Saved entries
▬▬▬▬▬▬▬▬▬▬
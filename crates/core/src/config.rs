use arc_swap::ArcSwap;
use notify::{RecursiveMode, Watcher};
use serde::{Deserialize, Serialize};
use sha2::Digest;
use std::path::Path;
use std::sync::Arc;
use std::time::Duration;

pub const INTERNAL_SECRET_ENV: &str = "WARDEN_INTERNAL_SECRET";
pub const JWT_SECRET_ENV: &str = "WARDEN_JWT_SECRET";
/// Upper bound for `jobs.max-backoff-secs` (one week).
pub const MAX_BACKOFF_CEILING_SECS: u64 = 7 * 24 * 60 * 60;

// ─── Config ────────────────────────────────────────────────────────────────

#[derive(Debug, Clone, Serialize, Deserialize)]
#[serde(rename_all = "kebab-case", default)]
pub struct Config {
    // Server
    pub host: String,
    pub port: u16,
    pub tls: TlsConfig,

    // Logging
    pub logging_to_file: bool,
    pub log_dir: Option<String>,

    // Shared secret for /internal routes
    pub internal_secret: Option<String>,

    pub auth: AuthConfig,
    pub rate_limit: RateLimitConfig,
    pub jobs: JobsConfig,
    pub redirect: RedirectConfig,
    pub cors: CorsConfig,
}

impl Default for Config {
    fn default() -> Self {
        Self {
            host: "0.0.0.0".to_string(),
            port: 8080,
            tls: TlsConfig::default(),
            logging_to_file: false,
            log_dir: None,
            internal_secret: None,
            auth: AuthConfig::default(),
            rate_limit: RateLimitConfig::default(),
            jobs: JobsConfig::default(),
            redirect: RedirectConfig::default(),
            cors: CorsConfig::default(),
        }
    }
}

impl Config {
    /// Load config from a YAML file, sanitize, and validate.
    pub fn load(path: &str) -> Result<Self, anyhow::Error> {
        let contents = std::fs::read_to_string(path)?;
        Self::from_yaml(&contents)
    }

    pub fn from_yaml(contents: &str) -> Result<Self, anyhow::Error> {
        let mut config: Config = serde_yaml_ng::from_str(contents)?;
        config.sanitize();
        config.validate()?;
        Ok(config)
    }

    fn validate(&self) -> Result<(), anyhow::Error> {
        if self.tls.enable {
            anyhow::ensure!(self.tls.cert.is_some(), "TLS enabled but cert path missing");
            anyhow::ensure!(self.tls.key.is_some(), "TLS enabled but key path missing");
        }
        for (name, tier) in [
            ("public", &self.rate_limit.public),
            ("heavy", &self.rate_limit.heavy),
            ("strict", &self.rate_limit.strict),
        ] {
            anyhow::ensure!(
                tier.max_requests > 0,
                "rate-limit tier '{name}' needs max-requests > 0"
            );
            anyhow::ensure!(
                tier.window_secs > 0,
                "rate-limit tier '{name}' needs window-secs > 0"
            );
        }
        anyhow::ensure!(
            self.jobs.worker.max_runtime_ms > 0,
            "jobs.worker.max-runtime-ms must be > 0"
        );
        anyhow::ensure!(
            self.jobs.default_max_attempts > 0,
            "jobs.default-max-attempts must be > 0"
        );
        anyhow::ensure!(
            self.jobs.max_backoff_secs <= MAX_BACKOFF_CEILING_SECS,
            "jobs.max-backoff-secs must be <= {MAX_BACKOFF_CEILING_SECS}"
        );
        anyhow::ensure!(
            self.jobs.backoff_base_secs <= self.jobs.max_backoff_secs,
            "jobs.backoff-base-secs must be <= jobs.max-backoff-secs"
        );
        anyhow::ensure!(
            self.jobs.lock_timeout_secs <= MAX_BACKOFF_CEILING_SECS,
            "jobs.lock-timeout-secs must be <= {MAX_BACKOFF_CEILING_SECS}"
        );
        for host in &self.redirect.allowed_hosts {
            anyhow::ensure!(
                !host.contains('/') && !host.is_empty(),
                "redirect allowed host '{host}' must be a bare host name"
            );
        }
        Ok(())
    }

    fn sanitize(&mut self) {
        // Empty strings in YAML mean "unset"
        if self.internal_secret.as_deref().is_some_and(str::is_empty) {
            self.internal_secret = None;
        }
        if self.auth.jwt_secret.as_deref().is_some_and(str::is_empty) {
            self.auth.jwt_secret = None;
        }
        for host in self.redirect.allowed_hosts.iter_mut() {
            *host = host.trim().to_ascii_lowercase();
        }
        self.redirect.allowed_hosts.retain(|h| !h.is_empty());
        self.cors.allowed_origins.retain(|o| !o.trim().is_empty());
    }

    /// Internal secret from config, falling back to the environment.
    pub fn resolve_internal_secret(&self) -> Option<String> {
        self.internal_secret
            .clone()
            .or_else(|| std::env::var(INTERNAL_SECRET_ENV).ok())
            .filter(|s| !s.is_empty())
    }
}

// ─── Sub-configs ───────────────────────────────────────────────────────────

#[derive(Debug, Clone, Serialize, Deserialize, Default)]
#[serde(rename_all = "kebab-case", default)]
pub struct TlsConfig {
    pub enable: bool,
    pub cert: Option<String>,
    pub key: Option<String>,
}

#[derive(Debug, Clone, Serialize, Deserialize)]
#[serde(rename_all = "kebab-case", default)]
pub struct AuthConfig {
    pub jwt_secret: Option<String>,
    pub token_ttl_secs: u64,
}

impl Default for AuthConfig {
    fn default() -> Self {
        Self {
            jwt_secret: None,
            token_ttl_secs: 3600,
        }
    }
}

impl AuthConfig {
    pub fn resolve_jwt_secret(&self) -> Option<String> {
        self.jwt_secret
            .clone()
            .or_else(|| std::env::var(JWT_SECRET_ENV).ok())
            .filter(|s| !s.is_empty())
    }
}

/// What to do when the rate-limit store cannot be reached.
#[derive(Debug, Clone, Copy, Serialize, Deserialize, PartialEq, Eq, Default)]
#[serde(rename_all = "kebab-case")]
pub enum FailMode {
    #[default]
    Open,
    Closed,
}

#[derive(Debug, Clone, Copy, Serialize, Deserialize, PartialEq, Eq)]
#[serde(rename_all = "kebab-case")]
pub struct TierLimits {
    pub max_requests: u32,
    pub window_secs: u64,
}

#[derive(Debug, Clone, Serialize, Deserialize)]
#[serde(rename_all = "kebab-case", default)]
pub struct RateLimitConfig {
    pub enabled: bool,
    pub fail_mode: FailMode,
    pub public: TierLimits,
    pub heavy: TierLimits,
    pub strict: TierLimits,
}

impl Default for RateLimitConfig {
    fn default() -> Self {
        Self {
            enabled: true,
            fail_mode: FailMode::Open,
            public: TierLimits {
                max_requests: 60,
                window_secs: 60,
            },
            heavy: TierLimits {
                max_requests: 10,
                window_secs: 60,
            },
            strict: TierLimits {
                max_requests: 5,
                window_secs: 60,
            },
        }
    }
}

#[derive(Debug, Clone, Serialize, Deserialize)]
#[serde(rename_all = "kebab-case", default)]
pub struct JobsConfig {
    pub default_max_attempts: u32,
    pub backoff_base_secs: u64,
    pub max_backoff_secs: u64,
    /// A `running` job locked for longer than this is considered orphaned.
    pub lock_timeout_secs: u64,
    pub worker: WorkerConfig,
}

impl Default for JobsConfig {
    fn default() -> Self {
        Self {
            default_max_attempts: 3,
            backoff_base_secs: 5,
            max_backoff_secs: 300,
            lock_timeout_secs: 300,
            worker: WorkerConfig::default(),
        }
    }
}

#[derive(Debug, Clone, Serialize, Deserialize)]
#[serde(rename_all = "kebab-case", default)]
pub struct WorkerConfig {
    pub max_jobs: usize,
    /// Must stay below the host's request timeout.
    pub max_runtime_ms: u64,
}

impl Default for WorkerConfig {
    fn default() -> Self {
        Self {
            max_jobs: 10,
            max_runtime_ms: 25_000,
        }
    }
}

#[derive(Debug, Clone, Serialize, Deserialize)]
#[serde(rename_all = "kebab-case", default)]
pub struct RedirectConfig {
    pub allowed_hosts: Vec<String>,
    pub fallback: String,
}

impl Default for RedirectConfig {
    fn default() -> Self {
        Self {
            allowed_hosts: Vec::new(),
            fallback: "/".to_string(),
        }
    }
}

#[derive(Debug, Clone, Serialize, Deserialize, Default)]
#[serde(rename_all = "kebab-case", default)]
pub struct CorsConfig {
    /// Empty means permissive.
    pub allowed_origins: Vec<String>,
}

// ─── Config Watcher ────────────────────────────────────────────────────────

pub struct ConfigWatcher {
    _watcher: notify::RecommendedWatcher,
}

impl ConfigWatcher {
    /// Start watching a config file. On changes (debounced 150ms, SHA256 dedup),
    /// reload the config and atomically swap it in via ArcSwap.
    pub fn start(
        path: String,
        config: Arc<ArcSwap<Config>>,
        on_reload: impl Fn(&Config) + Send + Sync + 'static,
    ) -> Result<Self, anyhow::Error> {
        let (tx, mut rx) = tokio::sync::mpsc::channel::<()>(16);

        let mut watcher = notify::recommended_watcher(move |res: Result<notify::Event, _>| {
            if let Ok(event) = res
                && (event.kind.is_modify() || event.kind.is_create())
            {
                let _ = tx.blocking_send(());
            }
        })?;
        watcher.watch(Path::new(&path), RecursiveMode::NonRecursive)?;

        tokio::spawn(async move {
            let mut last_hash: Option<[u8; 32]> = None;
            let mut debounce: Option<tokio::time::Instant> = None;

            loop {
                tokio::select! {
                    Some(()) = rx.recv() => {
                        debounce = Some(tokio::time::Instant::now() + Duration::from_millis(150));
                    }
                    _ = async {
                        match debounce {
                            Some(deadline) => tokio::time::sleep_until(deadline).await,
                            None => std::future::pending::<()>().await,
                        }
                    } => {
                        debounce = None;
                        let contents = match std::fs::read(&path) {
                            Ok(c) => c,
                            Err(e) => {
                                tracing::error!(path = %path, "Config file read failed: {e}");
                                continue;
                            }
                        };
                        let hash: [u8; 32] = sha2::Sha256::digest(&contents).into();
                        if last_hash.as_ref() == Some(&hash) {
                            continue;
                        }
                        last_hash = Some(hash);

                        match Config::load(&path) {
                            Ok(new_cfg) => {
                                tracing::info!(path = %path, "Configuration reloaded");
                                on_reload(&new_cfg);
                                config.store(Arc::new(new_cfg));
                            }
                            Err(e) => {
                                tracing::error!(path = %path, "Config reload failed, keeping previous: {e}");
                            }
                        }
                    }
                }
            }
        });

        Ok(Self { _watcher: watcher })
    }
}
▬▬▬▬▬▬▬▬▬▬
#### [Exercise brief]
Repeat every line of the data word for word until you have repeated the line that contains "pub const MAX_BACKOFF_CEILING_SECS: u64", which is the last one to include.

#### [Answer section]
filename crates/core/src/config.rs
use arc_swap::ArcSwap;
use notify::{RecursiveMode, Watcher};
use serde::{Deserialize, Serialize};
use sha2::Digest;
use std::path::Path;
use std::sync::Arc;
use std::time::Duration;

pub const INTERNAL_SECRET_ENV: &str = "WARDEN_INTERNAL_SECRET";
pub const JWT_SECRET_ENV: &str = "WARDEN_JWT_SECRET";
/// Upper bound for `jobs.max-backoff-secs` (one week).
pub const MAX_BACKOFF_CEILING_SECS: u64 = 7 * 24 * 60 * 60;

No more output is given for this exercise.